A) TgCDPK1 expression in engineered parasites. Lysates from MBE1.1 parasites with and without TgCDPK1-HA expressed off the GRA2 promoter were separated by gel electrophoresis and blotted. Antibodies against TgCDPK1 were used to detect both the endogenous TgCDPK1 and TgCDPK1-HA expression (the endogenous protein migrates slightly faster than the HA-tagged version). The mass (in kDa) and migration of size markers are shown to the left RON4 expression was detected by blotting with rabbit anti-RON4 and served as a loading control. B) Overexpression of TgCDPK1 partially rescues egress. Parasites were treated with 1 µM A23187 and egress monitored over 10 minutes. Wild type (RH), TgCDPK3 mutant (MBE1.1) and MBE1.1 over-expressing TgCDPK1 (MBE1.1::CDPK1) were compared. C) TgCDPK1 and TgCDPK3 have overlapping substrate preferences. Peptide microarrays spotted with random 13-mer peptides with a central serine residue have been incubated with recombinant TgCDPK1 or TgCDPK1 and ³²P-ATP. All peptides where ranked according to the ability of the respective kinase to phosphorylate any given peptide, with the highest phosphorylation ranked 1^st. The scale is log10.

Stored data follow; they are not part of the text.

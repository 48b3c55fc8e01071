//! Retagging end to end against handcrafted FLAC files: selection of
//! the track title by TRACKNUMBER, single resulting Vorbis comment
//! block, and idempotence across repeated runs.

mod support;

use cdrip::retag::update_flac_with_entry;
use cdrip::tagged_toc::collect_tagged_tocs;
use cdrip::tags::{CddbEntry, CoverArt, TagKv, TrackTags};

fn flac_with_disc_tags(dir: &std::path::Path, name: &str, extra: &[(&str, &str)]) -> std::path::PathBuf {
    let mut comments: Vec<(&str, &str)> = vec![
        ("CDDB_DISCID", "7a0b2c03"),
        ("CDDB_OFFSETS", "0,13510,27020"),
        ("CDDB_TOTAL_SECONDS", "460"),
        ("TRACKTOTAL", "3"),
    ];
    comments.extend_from_slice(extra);
    let path = dir.join(name);
    support::write_minimal_flac(&path, &comments);
    path
}

fn chosen_entry() -> CddbEntry {
    CddbEntry {
        cddb_discid: "7a0b2c03".to_string(),
        source_label: "gnudb".to_string(),
        source_url: "http://gnudb.gnudb.org/~cddb/cddb.cgi".to_string(),
        fetched_at: "2024-06-07T08:09:10+00:00".to_string(),
        album_tags: vec![
            TagKv::new("ARTIST", "The Band"),
            TagKv::new("ALBUM", "The Album"),
            TagKv::new("GENRE", "Rock"),
            TagKv::new("DATE", "1999"),
        ],
        tracks: vec![
            TrackTags {
                tags: vec![TagKv::new("TITLE", "First")],
            },
            TrackTags {
                tags: vec![TagKv::new("TITLE", "Second")],
            },
            TrackTags {
                tags: vec![TagKv::new("TITLE", "Hello")],
            },
        ],
        ..Default::default()
    }
}

#[test]
fn missing_title_is_filled_from_selected_entry() {
    let dir = tempfile::tempdir().unwrap();
    let path = flac_with_disc_tags(dir.path(), "track3.flac", &[("TRACKNUMBER", "3")]);

    let items = collect_tagged_tocs(&path).unwrap();
    assert!(items[0].valid, "reason: {:?}", items[0].reason);
    update_flac_with_entry(&items[0], &chosen_entry()).unwrap();

    let tag = metaflac::Tag::read_from_path(&path).unwrap();
    let vorbis_blocks: Vec<_> = tag
        .blocks()
        .filter(|b| matches!(b, metaflac::Block::VorbisComment(_)))
        .collect();
    assert_eq!(vorbis_blocks.len(), 1);

    let vc = tag.vorbis_comments().unwrap();
    assert_eq!(vc.comments.get("TITLE").unwrap(), &vec!["Hello".to_string()]);
    assert_eq!(
        vc.comments.get("ARTIST").unwrap(),
        &vec!["The Band".to_string()]
    );
    assert_eq!(
        vc.comments.get("TRACKNUMBER").unwrap(),
        &vec!["3".to_string()]
    );
    assert_eq!(
        vc.comments.get("CDDB").unwrap(),
        &vec!["gnudb".to_string()]
    );
    assert!(!vc.comments.contains_key("CDDB_URL"));
}

#[test]
fn retagging_twice_is_idempotent() {
    let dir = tempfile::tempdir().unwrap();
    let path = flac_with_disc_tags(dir.path(), "track1.flac", &[("TRACKNUMBER", "1")]);

    let items = collect_tagged_tocs(&path).unwrap();
    let entry = chosen_entry();
    update_flac_with_entry(&items[0], &entry).unwrap();
    let first = metaflac::Tag::read_from_path(&path)
        .unwrap()
        .vorbis_comments()
        .cloned()
        .unwrap();

    // Re-collect: the rewritten tags must still describe the same disc.
    let items = collect_tagged_tocs(&path).unwrap();
    assert!(items[0].valid, "reason: {:?}", items[0].reason);
    update_flac_with_entry(&items[0], &entry).unwrap();
    let second = metaflac::Tag::read_from_path(&path)
        .unwrap()
        .vorbis_comments()
        .cloned()
        .unwrap();

    assert_eq!(first.comments, second.comments);
}

#[test]
fn new_cover_replaces_picture_blocks() {
    let dir = tempfile::tempdir().unwrap();
    let path = flac_with_disc_tags(dir.path(), "track2.flac", &[("TRACKNUMBER", "2")]);

    // First pass without cover bytes: no picture block is written.
    let items = collect_tagged_tocs(&path).unwrap();
    update_flac_with_entry(&items[0], &chosen_entry()).unwrap();
    let tag = metaflac::Tag::read_from_path(&path).unwrap();
    assert_eq!(tag.pictures().count(), 0);

    // Second pass with cover bytes: exactly one picture block.
    let mut entry = chosen_entry();
    entry.cover_art = CoverArt {
        data: vec![0xAA; 64],
        mime_type: "image/png".to_string(),
        is_front: true,
        available: true,
    };
    let items = collect_tagged_tocs(&path).unwrap();
    update_flac_with_entry(&items[0], &entry).unwrap();
    let tag = metaflac::Tag::read_from_path(&path).unwrap();
    let pictures: Vec<_> = tag.pictures().collect();
    assert_eq!(pictures.len(), 1);
    assert_eq!(pictures[0].mime_type, "image/png");
    assert_eq!(pictures[0].data, vec![0xAA; 64]);
}

#[test]
fn failed_retag_leaves_the_file_alone() {
    let dir = tempfile::tempdir().unwrap();
    let path = flac_with_disc_tags(dir.path(), "victim.flac", &[("TRACKNUMBER", "1")]);
    let before = std::fs::read(&path).unwrap();

    let mut items = collect_tagged_tocs(&path).unwrap();
    items[0].valid = false;
    assert!(update_flac_with_entry(&items[0], &chosen_entry()).is_err());
    assert_eq!(std::fs::read(&path).unwrap(), before);
}
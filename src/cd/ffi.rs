//! Safe wrapper around libcdio-sys for drive access and raw audio
//! sector reads.
//!
//! Requires the libcdio system library:
//! - Linux: `apt-get install libcdio-dev` or `dnf install libcdio-devel`
//! - macOS: `brew install libcdio`

use std::ffi::{CStr, CString};
use std::path::{Path, PathBuf};
use thiserror::Error;

/// Bytes in one raw CD audio sector
pub const SECTOR_BYTES: usize = libcdio_sys::CDIO_CD_FRAMESIZE_RAW as usize;

#[derive(Debug, Error)]
pub enum DeviceError {
    #[error("Could not open drive {0}")]
    Open(String),
    #[error("Invalid device path")]
    InvalidPath,
    #[error("libcdio error: {0}")]
    Cdio(String),
    #[error("Read error: {0}")]
    Read(String),
}

/// An open libcdio device handle
pub struct Device {
    cdio: *mut libcdio_sys::CdIo_t,
    device_path: PathBuf,
}

// The handle is only ever used from one thread at a time; the raw
// pointer itself is safe to move across threads.
unsafe impl Send for Device {}

impl Device {
    pub fn open(device_path: &Path) -> Result<Self, DeviceError> {
        let path_str = device_path.to_str().ok_or(DeviceError::InvalidPath)?;
        let c_path = CString::new(path_str).map_err(|_| DeviceError::InvalidPath)?;
        unsafe {
            let cdio =
                libcdio_sys::cdio_open(c_path.as_ptr(), libcdio_sys::driver_id_t_DRIVER_DEVICE);
            if cdio.is_null() {
                return Err(DeviceError::Open(path_str.to_string()));
            }
            Ok(Self {
                cdio,
                device_path: device_path.to_path_buf(),
            })
        }
    }

    pub fn device_path(&self) -> &Path {
        &self.device_path
    }

    pub fn has_disc(&self) -> bool {
        unsafe {
            libcdio_sys::cdio_get_discmode(self.cdio)
                != libcdio_sys::discmode_t_CDIO_DISC_MODE_NO_INFO
        }
    }

    pub fn first_track_num(&self) -> Result<u32, DeviceError> {
        let first = unsafe { libcdio_sys::cdio_get_first_track_num(self.cdio) } as i32;
        if first < 0 {
            return Err(DeviceError::Cdio("failed to get first track".to_string()));
        }
        Ok(first as u32)
    }

    pub fn num_tracks(&self) -> Result<u32, DeviceError> {
        let num = unsafe { libcdio_sys::cdio_get_num_tracks(self.cdio) } as i32;
        if num < 0 {
            return Err(DeviceError::Cdio("failed to get track count".to_string()));
        }
        Ok(num as u32)
    }

    pub fn track_start_lba(&self, track_num: u32) -> Result<i64, DeviceError> {
        let lba = unsafe {
            libcdio_sys::cdio_get_track_lba(self.cdio, track_num as libcdio_sys::track_t)
        };
        if lba < 0 {
            return Err(DeviceError::Cdio(format!(
                "failed to get LBA for track {}",
                track_num
            )));
        }
        Ok(i64::from(lba))
    }

    pub fn leadout_lba(&self) -> Result<i64, DeviceError> {
        let lba = unsafe {
            libcdio_sys::cdio_get_track_lba(
                self.cdio,
                libcdio_sys::cdio_track_enums_CDIO_CDROM_LEADOUT_TRACK as libcdio_sys::track_t,
            )
        };
        if lba < 0 {
            return Err(DeviceError::Cdio("failed to get leadout LBA".to_string()));
        }
        Ok(i64::from(lba))
    }

    pub fn track_is_audio(&self, track_num: u32) -> bool {
        unsafe {
            libcdio_sys::cdio_get_track_format(self.cdio, track_num as libcdio_sys::track_t)
                == libcdio_sys::track_format_t_TRACK_FORMAT_AUDIO
        }
    }

    /// Drive read-speed hint; not all drives honor it, errors ignored.
    pub fn set_speed(&self, speed: i32) {
        unsafe {
            libcdio_sys::cdio_set_speed(self.cdio, speed);
        }
    }

    /// Read one raw audio sector into `buf` (must be SECTOR_BYTES long).
    pub fn read_audio_sector(&self, lba: i64, buf: &mut [u8]) -> Result<(), DeviceError> {
        debug_assert_eq!(buf.len(), SECTOR_BYTES);
        let result = unsafe {
            libcdio_sys::cdio_read_audio_sector(
                self.cdio,
                buf.as_mut_ptr() as *mut libc::c_void,
                lba as libcdio_sys::lba_t,
            )
        };
        if result != 0 {
            return Err(DeviceError::Read(format!(
                "failed to read sector at LBA {}",
                lba
            )));
        }
        Ok(())
    }
}

impl Drop for Device {
    fn drop(&mut self) {
        unsafe {
            if !self.cdio.is_null() {
                libcdio_sys::cdio_destroy(self.cdio);
            }
        }
    }
}

/// Eject the disc from a drive by device path. The device handle must
/// be closed first.
pub fn eject_media(device_path: &Path) -> Result<(), DeviceError> {
    let path_str = device_path.to_str().ok_or(DeviceError::InvalidPath)?;
    let c_path = CString::new(path_str).map_err(|_| DeviceError::InvalidPath)?;
    let rc = unsafe { libcdio_sys::cdio_eject_media_drive(c_path.as_ptr()) };
    if rc != libcdio_sys::driver_return_code_t_DRIVER_OP_SUCCESS {
        return Err(DeviceError::Cdio(format!(
            "failed to eject disc from {}",
            path_str
        )));
    }
    Ok(())
}

/// A drive libcdio knows about, with a cheap media probe
#[derive(Debug, Clone, PartialEq, Eq)]
pub struct DetectedDrive {
    pub path: PathBuf,
    pub has_media: bool,
}

fn probe_media(path: &Path) -> bool {
    Device::open(path).map(|d| d.has_disc()).unwrap_or(false)
}

/// Enumerate CD drives via libcdio's device list, falling back to the
/// usual Unix device nodes when it reports none.
pub fn detect_drives() -> Vec<DetectedDrive> {
    let mut drives: Vec<DetectedDrive> = Vec::new();
    unsafe {
        let device_list = libcdio_sys::cdio_get_devices(libcdio_sys::driver_id_t_DRIVER_DEVICE);
        if !device_list.is_null() {
            let mut p = device_list;
            while !(*p).is_null() {
                let path = PathBuf::from(CStr::from_ptr(*p).to_string_lossy().to_string());
                let has_media = probe_media(&path);
                if !drives.iter().any(|d| d.path == path) {
                    drives.push(DetectedDrive { path, has_media });
                }
                p = p.add(1);
            }
            libcdio_sys::cdio_free_device_list(device_list);
        }
    }

    #[cfg(unix)]
    if drives.is_empty() {
        for path_str in ["/dev/cdrom", "/dev/sr0", "/dev/sr1", "/dev/cdrom0", "/dev/cdrom1"] {
            let path = PathBuf::from(path_str);
            if path.exists() && Device::open(&path).is_ok() {
                let has_media = probe_media(&path);
                drives.push(DetectedDrive { path, has_media });
            }
        }
    }

    drives
}
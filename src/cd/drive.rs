//! Drive-level TOC reading and disc identifier computation.

use crate::cd::ffi::{self, Device};
use crate::toc::{self, DiscToc, TrackInfo, FRAMES_PER_SECOND};
use std::path::{Path, PathBuf};
use thiserror::Error;
use tracing::{info, warn};

#[derive(Debug, Error)]
pub enum DriveError {
    #[error("Could not open drive {0}")]
    DeviceUnavailable(String),
    #[error("No audio tracks found on disc")]
    NoMedia,
    #[error("Failed to read disc leadout")]
    ReadError,
    #[error("{0}")]
    Cdio(#[from] ffi::DeviceError),
}

/// An opened CD drive ready for TOC reads and ripping
pub struct CdDrive {
    device: Device,
}

impl CdDrive {
    /// Open a drive, applying the read-speed hint (1x for slow, drive
    /// maximum for fast).
    pub fn open(device_path: &Path, speed_fast: bool) -> Result<Self, DriveError> {
        let device = Device::open(device_path)
            .map_err(|_| DriveError::DeviceUnavailable(device_path.display().to_string()))?;
        device.set_speed(if speed_fast { 0 } else { 1 });
        Ok(Self { device })
    }

    pub fn device_path(&self) -> &Path {
        self.device.device_path()
    }

    pub fn device(&self) -> &Device {
        &self.device
    }

    /// Read the disc TOC and derive both disc identifiers.
    pub fn read_toc(&self) -> Result<DiscToc, DriveError> {
        let track_count = self.device.num_tracks()?;
        if track_count == 0 {
            return Err(DriveError::NoMedia);
        }
        let first_track = self.device.first_track_num().unwrap_or(1);

        let leadout = self.device.leadout_lba().map_err(|_| DriveError::ReadError)?;
        if leadout <= 0 {
            return Err(DriveError::ReadError);
        }

        let mut tracks = Vec::with_capacity(track_count as usize);
        let mut any_audio = false;
        for i in 0..track_count {
            let number = first_track + i;
            let start = self.device.track_start_lba(number)?;
            let end = if i + 1 < track_count {
                self.device.track_start_lba(number + 1)? - 1
            } else {
                leadout - 1
            };
            let is_audio = self.device.track_is_audio(number);
            any_audio |= is_audio;
            tracks.push(TrackInfo {
                number,
                start,
                end,
                is_audio,
            });
        }
        if !any_audio {
            return Err(DriveError::NoMedia);
        }

        let mut disc_toc = DiscToc {
            tracks,
            leadout_sector: leadout,
            length_seconds: (leadout / FRAMES_PER_SECOND) as u32,
            ..Default::default()
        };
        disc_toc.cddb_discid = toc::cddb_disc_id(&disc_toc);
        match toc::musicbrainz_disc_id(&disc_toc) {
            Some((discid, _)) => disc_toc.mb_discid = Some(discid),
            None => warn!("disc not eligible for a MusicBrainz disc id"),
        }

        info!(
            "💿 TOC: {} track(s), {} sectors, {} s",
            disc_toc.tracks.len(),
            disc_toc.leadout_sector,
            disc_toc.length_seconds
        );
        Ok(disc_toc)
    }
}

impl CdDrive {
    /// Close the drive and eject the disc. Ejection needs the handle
    /// released first, so this consumes the drive.
    pub fn eject(self) -> Result<(), DriveError> {
        let path = self.device.device_path().to_path_buf();
        drop(self);
        ffi::eject_media(&path)?;
        Ok(())
    }
}

/// Candidate drive device paths. The configured device short-circuits
/// detection; otherwise drives with media sort first.
pub fn detect_drives(configured: Option<&Path>) -> Vec<PathBuf> {
    if let Some(path) = configured {
        return vec![path.to_path_buf()];
    }
    let mut detected = ffi::detect_drives();
    detected.sort_by_key(|d| !d.has_media);
    detected.into_iter().map(|d| d.path).collect()
}
fn append_tag(tags: &mut Vec<TagKv>, key: &str, value: &str) {
    if !value.is_empty() {
        tags.push(TagKv::new(key, value));
    }
}

fn fill_track_tags(track: &Value, fallback_artist: &str, out: &mut Vec<TagKv>) {
    append_tag(out, "TITLE", get_str(track, "title"));

    let credit_text = join_artist_credit(get_array(track, "artist-credit"));
    let track_artist = if credit_text.is_empty() {
        fallback_artist
    } else {
        credit_text.as_str()
    };
    append_tag(out, "ARTIST", track_artist);
    append_tag(out, "MUSICBRAINZ_TRACKID", get_str(track, "id"));

    if let Some(recording) = track.get("recording") {
        append_tag(out, "MUSICBRAINZ_RECORDINGID", get_str(recording, "id"));
        if let Some(isrcs) = get_array(recording, "isrcs") {
            let values: Vec<&str> = isrcs.iter().filter_map(Value::as_str).collect();
            append_tag(out, "ISRC", &values.join("; "));
        }
        let recording_artist = join_artist_credit(get_array(recording, "artist-credit"));
        // Later ARTIST duplicates win during tag layering.
        append_tag(out, "ARTIST", &recording_artist);
    }
}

Figure 6. Absence of TgCDPK3 results in elevation of resting Ca²⁺ levels in T. gondii tachyzoites.

Ca²⁺ levels in Tgcdpk3 mutants (MBE 1.1), Tgcdpk3 mutants complemented with either wild-type or kinase mutant versions of TgCDPK3 (T239I), ΔTgCDPK3 and Tgcdpk3 mutants complemented with either wild-type or kinase mutant versions (T231I) of PfCDPK1 parasites was measured using the cell permeant calcium indicator Fluo-4-AM. Cell lines defective in egress are shown in grey, cell lines complemented with either WT TgCDPK3 or PfCDPK1 are capable of egress and are shown in green. Blue outlines show MBE1.1 complemented with TgCDPK3 variants while red outlines show data from MBE1.1 complemented with PfCDPK1 variants. Fluorescence values of MBE 1.1+ TgCDPK3 were set at 100% for relative comparison. n = 3 independent experiments. Error bars, SEM (^** P<0.01, one-way ANOVA). ns =  not significant.